Sunday, February 01, 2009

The Inspector General of New Orleans …

Since we went to press, Robert Cerasoli has resigned. We'll have more about this next week.

This article was adapted from an entry by Kevin Allman on

Robert A. Cerasoli (pictured) has just released his first report, 15 months after he became New Orleans' first-ever inspector general, "Interim Report on the Management of the Administrative Vehicle Fleet."

City ordinances limit the number of take-home vehicles to 60 (50 for the mayor's office, 10 for the fire department), but Cerasoli's investigators found 273 vehicles. The mayor's office alone accounts for 73 of them; mayor Nagin himself has both a 2005 Lincoln Continental (insured value: $37,500) and a 2007 Ford Expedition ($33,042.25). The list details a fleet valued at more than $4 million, and the mayor's 2009 budget includes another $2 million for a "vehicle replacement program."
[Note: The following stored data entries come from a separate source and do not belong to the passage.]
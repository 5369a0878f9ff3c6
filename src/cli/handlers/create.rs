use anyhow::{Context, Result, anyhow};
use clap::Parser;
use colored::*;
use std::path::PathBuf;

use crate::{
    cli::{handlers::commons, session::Session},
    core::{naming, paths},
    models::{Level, ScopeRef},
};

#[derive(Parser, Debug)]
#[command(
    no_binary_name = true,
    about = "Creates an ecosystem, domain, app or workspace."
)]
struct CreateArgs {
    /// What to create: ecosystem, domain, app or workspace.
    level: Level,

    /// Name of the new entity. Unique among its siblings.
    name: String,

    /// Path of the parent, e.g. `healthcare/backend`. Defaults to the active selection.
    #[arg(long = "in", value_name = "PARENT")]
    parent: Option<String>,

    /// Source directory of a new app. Defaults to the current directory.
    #[arg(long)]
    path: Option<PathBuf>,

    /// Container image of a new workspace.
    #[arg(long)]
    image: Option<String>,
}

pub fn handle(args: Vec<String>, session: &mut Session) -> Result<()> {
    let create_args = CreateArgs::try_parse_from(&args)?;
    let name = naming::validate_entity_name(&create_args.name)?;

    if create_args.path.is_some() && create_args.level != Level::App {
        return Err(anyhow!(t!("create.error.path_only_for_apps")));
    }
    if create_args.image.is_some() && create_args.level != Level::Workspace {
        return Err(anyhow!(t!("create.error.image_only_for_workspaces")));
    }

    let created = match create_args.level.parent() {
        None => {
            if create_args.parent.is_some() {
                return Err(anyhow!(t!("create.error.ecosystem_has_no_parent")));
            }
            let ecosystem = session.store.create_ecosystem(&name)?;
            ScopeRef::new(Level::Ecosystem, ecosystem.id)
        }
        Some(parent_level) => {
            let parent =
                commons::resolve_scope(session, create_args.parent.as_deref(), Some(parent_level))
                    .with_context(|| {
                        format!(t!("create.error.parent_required"), level = parent_level)
                    })?;
            create_child(session, parent, &name, create_args.path, create_args.image)?
        }
    };

    let full_path = commons::display_path(&session.store, created)?;
    log::info!("Created {} '{}' (#{}).", created.level, full_path, created.id);
    println!(
        "\n{} {}",
        t!("common.success").green(),
        format_args!(
            t!("create.success"),
            level = created.level,
            path = full_path.cyan()
        )
    );
    Ok(())
}

fn create_child(
    session: &mut Session,
    parent: ScopeRef,
    name: &str,
    path: Option<PathBuf>,
    image: Option<String>,
) -> Result<ScopeRef> {
    let store = &mut session.store;
    let scope = match parent.level {
        Level::Ecosystem => {
            let domain = store.create_domain(parent.id, name)?;
            ScopeRef::new(Level::Domain, domain.id)
        }
        Level::Domain => {
            let source = match path {
                Some(path) => path,
                None => std::env::current_dir().context(t!("create.error.current_dir"))?,
            };
            let app = store.create_app(parent.id, name, paths::normalize_source_path(&source))?;
            ScopeRef::new(Level::App, app.id)
        }
        Level::App => {
            let workspace = store.create_workspace(parent.id, name, image)?;
            ScopeRef::new(Level::Workspace, workspace.id)
        }
        Level::Workspace => return Err(anyhow!(t!("create.error.workspace_has_no_children"))),
    };
    Ok(scope)
}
Nagin told WWL-TV that the 60-car limit was an  "outdated ordinance." By Thursday, as the City Council attempted to finalize the 2009 budget, Nagin had backed down a bit. In a written statement to the council, he promised to respond in writing to Cerasoli's report by Jan. 30, "and not to purchase any administrative vehicles this budget year." The council is expected to vote again on the car program this week.

When Cerasoli arrived from Boston to set up the Office of the Inspector General, he needed inventory tags — the little bar-code stickers that offices use to keep track of computers, monitors and other workplace valuables. He called City Hall to get some. It was one of his first, but not his last, surprises when it came to New Orleans city government.
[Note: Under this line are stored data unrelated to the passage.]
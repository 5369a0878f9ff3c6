use crate::core::filter::ResolutionFilter;
use crate::core::store::{HierarchyStore, StoreError};
use crate::models::{App, Domain, Ecosystem, EntityId, Level, ResolvedPath, Workspace};
use std::collections::HashMap;
use std::fmt::Write as _;
use thiserror::Error;

/// More than one workspace matched a filter. Carries every candidate's full
/// path, sorted; the resolver never picks one.
#[derive(Error, Debug, Clone, PartialEq, Eq)]
#[error("{count} workspaces match '{filter}'. Refine the filter to select exactly one.", count = .candidates.len())]
pub struct AmbiguousError {
    pub filter: ResolutionFilter,
    pub candidates: Vec<String>,
}

impl AmbiguousError {
    /// A numbered, human-readable list of the candidate paths.
    pub fn format_disambiguation(&self) -> String {
        let mut out = String::new();
        for (i, candidate) in self.candidates.iter().enumerate() {
            let _ = writeln!(out, "  {}. {}", i + 1, candidate);
        }
        out
    }
}

#[derive(Error, Debug)]
pub enum ResolveError {
    #[error("No workspace matches '{filter}'.")]
    NotFound { filter: ResolutionFilter },
    #[error(transparent)]
    Ambiguous(#[from] AmbiguousError),
    #[error("Store Error: {0}")]
    Store(#[from] StoreError),
}

impl ResolveError {
    pub fn is_not_found(&self) -> bool {
        matches!(self, Self::NotFound { .. })
    }

    pub fn is_ambiguous(&self) -> bool {
        matches!(self, Self::Ambiguous(_))
    }
}

/// `true` if `err` carries an ambiguous resolution, at any level of context.
pub fn is_ambiguous_error(err: &anyhow::Error) -> bool {
    err.chain().any(|cause| {
        cause.downcast_ref::<AmbiguousError>().is_some()
            || cause
                .downcast_ref::<ResolveError>()
                .is_some_and(ResolveError::is_ambiguous)
    })
}

/// `true` if `err` carries a not-found resolution, at any level of context.
pub fn is_not_found_error(err: &anyhow::Error) -> bool {
    err.chain().any(|cause| {
        cause
            .downcast_ref::<ResolveError>()
            .is_some_and(ResolveError::is_not_found)
    })
}

/// The three possible outcomes of resolving a filter.
#[derive(Debug, Clone, PartialEq, Eq)]
pub enum Resolution {
    Found(ResolvedPath),
    NotFound,
    Ambiguous(Vec<ResolvedPath>),
}

type ResolveResult<T> = Result<T, ResolveError>;

/// Resolves name filters to concrete workspaces with their ancestor chains.
#[derive(Debug)]
pub struct EntityResolver<'a, S: HierarchyStore + ?Sized> {
    store: &'a S,
}

impl<'a, S: HierarchyStore + ?Sized> EntityResolver<'a, S> {
    pub fn new(store: &'a S) -> Self {
        Self { store }
    }

    /// Classifies `filter` into found / not found / ambiguous.
    /// Store failures are fatal and propagated.
    pub fn evaluate(&self, filter: &ResolutionFilter) -> Result<Resolution, StoreError> {
        let mut matches = self.candidates(filter)?;
        Ok(match matches.len() {
            0 => Resolution::NotFound,
            1 => match matches.pop() {
                Some(path) => Resolution::Found(path),
                None => Resolution::NotFound,
            },
            _ => Resolution::Ambiguous(matches),
        })
    }

    /// Resolves `filter` to exactly one workspace.
    pub fn resolve(&self, filter: &ResolutionFilter) -> ResolveResult<ResolvedPath> {
        match self.evaluate(filter)? {
            Resolution::Found(path) => {
                log::debug!("Filter '{}' resolved to '{}'.", filter, path.full_path());
                Ok(path)
            }
            Resolution::NotFound => Err(ResolveError::NotFound {
                filter: filter.clone(),
            }),
            Resolution::Ambiguous(paths) => Err(AmbiguousError {
                filter: filter.clone(),
                candidates: paths.iter().map(ResolvedPath::full_path).collect(),
            }
            .into()),
        }
    }

    /// Every workspace matching `filter`, sorted by full path. Never ambiguous.
    pub fn resolve_all(&self, filter: &ResolutionFilter) -> ResolveResult<Vec<ResolvedPath>> {
        let matches = self.candidates(filter)?;
        if matches.is_empty() {
            return Err(ResolveError::NotFound {
                filter: filter.clone(),
            });
        }
        Ok(matches)
    }

    /// Builds the full path of a single workspace.
    ///
    /// An ancestor id that does not resolve is reported as
    /// [`StoreError::BrokenParentLink`] on the entity that references it.
    pub fn materialize(&self, workspace: Workspace) -> Result<ResolvedPath, StoreError> {
        let app = self
            .store
            .get_app(workspace.app_id)
            .map_err(|e| e.as_missing_parent_of(Level::Workspace, workspace.id))?;
        let domain = self
            .store
            .get_domain(app.domain_id)
            .map_err(|e| e.as_missing_parent_of(Level::App, app.id))?;
        let ecosystem = self
            .store
            .get_ecosystem(domain.ecosystem_id)
            .map_err(|e| e.as_missing_parent_of(Level::Domain, domain.id))?;
        Ok(ResolvedPath {
            ecosystem,
            domain,
            app,
            workspace,
        })
    }

    /// Candidate enumeration: pre-filter by workspace name, then walk each
    /// candidate's ancestors, discarding it at the first level that does not match.
    fn candidates(&self, filter: &ResolutionFilter) -> Result<Vec<ResolvedPath>, StoreError> {
        let mut workspaces = self.store.list_all_workspaces()?;
        workspaces.retain(|w| filter.admits(Level::Workspace, &w.name));
        log::debug!(
            "{} workspace candidate(s) for filter '{}'.",
            workspaces.len(),
            filter
        );

        let mut ancestors = AncestorCache::default();
        let mut matches = Vec::new();

        for workspace in workspaces {
            let app = ancestors
                .app(self.store, workspace.app_id)
                .map_err(|e| e.as_missing_parent_of(Level::Workspace, workspace.id))?;
            if !filter.admits(Level::App, &app.name) {
                continue;
            }
            let domain = ancestors
                .domain(self.store, app.domain_id)
                .map_err(|e| e.as_missing_parent_of(Level::App, app.id))?;
            if !filter.admits(Level::Domain, &domain.name) {
                continue;
            }
            let ecosystem = ancestors
                .ecosystem(self.store, domain.ecosystem_id)
                .map_err(|e| e.as_missing_parent_of(Level::Domain, domain.id))?;
            if !filter.admits(Level::Ecosystem, &ecosystem.name) {
                continue;
            }
            matches.push(ResolvedPath {
                ecosystem,
                domain,
                app,
                workspace,
            });
        }

        matches.sort_by_cached_key(ResolvedPath::full_path);
        Ok(matches)
    }
}

/// Memoizes id lookups for the duration of one resolution. Workspaces that
/// share an App only fetch it once.
#[derive(Default)]
struct AncestorCache {
    apps: HashMap<EntityId, App>,
    domains: HashMap<EntityId, Domain>,
    ecosystems: HashMap<EntityId, Ecosystem>,
}

impl AncestorCache {
    fn app<S: HierarchyStore + ?Sized>(&mut self, store: &S, id: EntityId) -> Result<App, StoreError> {
        if let Some(app) = self.apps.get(&id) {
            return Ok(app.clone());
        }
        let app = store.get_app(id)?;
        self.apps.insert(id, app.clone());
        Ok(app)
    }

    fn domain<S: HierarchyStore + ?Sized>(
        &mut self,
        store: &S,
        id: EntityId,
    ) -> Result<Domain, StoreError> {
        if let Some(domain) = self.domains.get(&id) {
            return Ok(domain.clone());
        }
        let domain = store.get_domain(id)?;
        self.domains.insert(id, domain.clone());
        Ok(domain)
    }

    fn ecosystem<S: HierarchyStore + ?Sized>(
        &mut self,
        store: &S,
        id: EntityId,
    ) -> Result<Ecosystem, StoreError> {
        if let Some(ecosystem) = self.ecosystems.get(&id) {
            return Ok(ecosystem.clone());
        }
        let ecosystem = store.get_ecosystem(id)?;
        self.ecosystems.insert(id, ecosystem.clone());
        Ok(ecosystem)
    }
}

#[cfg(test)]
mod tests {
    use super::*;
    use crate::core::index_store::IndexStore;
    use crate::core::fixtures::{FailingStore, sample_store};
    use crate::models::HierarchyIndex;
    use std::path::PathBuf;

    fn filter() -> ResolutionFilter {
        ResolutionFilter::default()
    }

    #[test]
    fn test_single_match_by_app_resolves_full_path() {
        let mut store = IndexStore::in_memory(HierarchyIndex::default());
        let eco = store.create_ecosystem("healthcare").unwrap();
        let dom = store.create_domain(eco.id, "backend").unwrap();
        let app = store
            .create_app(dom.id, "portal", PathBuf::from("/src/portal"))
            .unwrap();
        store.create_workspace(app.id, "staging", None).unwrap();

        let path = EntityResolver::new(&store)
            .resolve(&filter().with_app("portal"))
            .unwrap();
        assert_eq!(path.full_path(), "healthcare/backend/portal/staging");
    }

    #[test]
    fn test_same_app_name_in_two_domains_is_ambiguous() {
        let store = sample_store();
        let err = EntityResolver::new(&store)
            .resolve(&filter().with_app("portal").with_workspace("main"))
            .unwrap_err();

        let ResolveError::Ambiguous(ambiguous) = err else {
            panic!("expected ambiguity, got {:?}", err);
        };
        assert_eq!(
            ambiguous.candidates,
            vec![
                "healthcare/backend/portal/main".to_string(),
                "healthcare/frontend/portal/main".to_string(),
            ]
        );
        assert_eq!(
            ambiguous.format_disambiguation(),
            "  1. healthcare/backend/portal/main\n  2. healthcare/frontend/portal/main\n"
        );
    }

    #[test]
    fn test_more_specific_filter_breaks_the_tie() {
        let store = sample_store();
        let path = EntityResolver::new(&store)
            .resolve(
                &filter()
                    .with_domain("frontend")
                    .with_app("portal")
                    .with_workspace("main"),
            )
            .unwrap();
        assert_eq!(path.full_path(), "healthcare/frontend/portal/main");
    }

    #[test]
    fn test_unknown_app_is_not_found() {
        let store = sample_store();
        let err = EntityResolver::new(&store)
            .resolve(&filter().with_app("nonexistent"))
            .unwrap_err();
        assert!(err.is_not_found());
        assert!(!err.is_ambiguous());
    }

    #[test]
    fn test_empty_filter_on_empty_store_is_not_found() {
        let store = IndexStore::in_memory(HierarchyIndex::default());
        let resolver = EntityResolver::new(&store);
        assert!(resolver.resolve(&filter()).unwrap_err().is_not_found());
        assert!(resolver.resolve_all(&filter()).unwrap_err().is_not_found());
    }

    #[test]
    fn test_empty_filter_with_many_workspaces_is_ambiguous() {
        let store = sample_store();
        let err = EntityResolver::new(&store).resolve(&filter()).unwrap_err();
        let ResolveError::Ambiguous(ambiguous) = err else {
            panic!("expected ambiguity");
        };
        assert_eq!(ambiguous.candidates.len(), store.index().workspaces.len());
    }

    #[test]
    fn test_resolve_all_returns_every_match_sorted() {
        let store = sample_store();
        let paths = EntityResolver::new(&store)
            .resolve_all(&filter().with_workspace("main"))
            .unwrap();
        let names: Vec<String> = paths.iter().map(ResolvedPath::full_path).collect();
        assert_eq!(
            names,
            vec![
                "healthcare/backend/portal/main",
                "healthcare/frontend/portal/main",
                "retail/backend/shop/main",
            ]
        );
    }

    #[test]
    fn test_ecosystem_filter_limits_candidates() {
        let store = sample_store();
        let paths = EntityResolver::new(&store)
            .resolve_all(&filter().with_ecosystem("retail"))
            .unwrap();
        assert!(paths.iter().all(|p| p.ecosystem.name == "retail"));
        assert_eq!(paths.len(), 1);
    }

    #[test]
    fn test_resolution_is_idempotent() {
        let store = sample_store();
        let resolver = EntityResolver::new(&store);
        let f = filter().with_workspace("main");
        assert_eq!(resolver.evaluate(&f).unwrap(), resolver.evaluate(&f).unwrap());
    }

    #[test]
    fn test_dangling_parent_is_reported_as_broken_link() {
        let mut index = sample_store().index().clone();
        let shop_id = index
            .apps
            .values()
            .find(|a| a.name == "shop")
            .map(|a| a.id)
            .unwrap();
        index.apps.remove(&shop_id);
        let store = IndexStore::in_memory(index);

        let err = EntityResolver::new(&store)
            .resolve(&filter().with_ecosystem("retail"))
            .unwrap_err();
        assert!(matches!(
            err,
            ResolveError::Store(StoreError::BrokenParentLink {
                level: Level::Workspace,
                missing_parent_id,
                ..
            }) if missing_parent_id == shop_id
        ));
    }

    #[test]
    fn test_store_failure_is_fatal_during_resolution() {
        let inner = sample_store();
        let store = FailingStore::new(&inner).fail_level(Level::Domain);
        let err = EntityResolver::new(&store)
            .resolve(&filter().with_workspace("staging"))
            .unwrap_err();
        assert!(matches!(err, ResolveError::Store(_)));
    }

    #[test]
    fn test_error_helpers_see_through_anyhow_context() {
        use anyhow::Context;
        let store = sample_store();
        let resolver = EntityResolver::new(&store);

        let ambiguous: anyhow::Error = resolver
            .resolve(&filter().with_workspace("main"))
            .context("while selecting")
            .unwrap_err();
        assert!(is_ambiguous_error(&ambiguous));
        assert!(!is_not_found_error(&ambiguous));

        let missing: anyhow::Error = resolver
            .resolve(&filter().with_app("ghost"))
            .context("while selecting")
            .unwrap_err();
        assert!(is_not_found_error(&missing));
        assert!(!is_ambiguous_error(&missing));
    }
}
"The city does not know all its assets," he says. "The city does not have a list of all its real property and all its movable property. They don't have inventories of anything. When we called people [at City Hall] to ask them where they get their inventory tags, they said they don't have any. They don't buy them.

"You can't steal what you don't own," he says wryly. "See what I mean?" 

As Cerasoli walks down Baronne Street he passes a New Breed cab parked at the curb. "Hey!" says the driver, sticking his hand out the window for a shake. "Thank you," Cerasoli mutters, shyly but sincerely. The scenario repeats itself six times in four blocks: a pedestrian stops in his tracks and exclaims, "Great work!"; a motorist stops in the intersection at Perdido Street and waves him through enthusiastically.

"To me, coming from Boston, it seems so decadent," he says softly "seeing all these people, doing all the things that they're doing."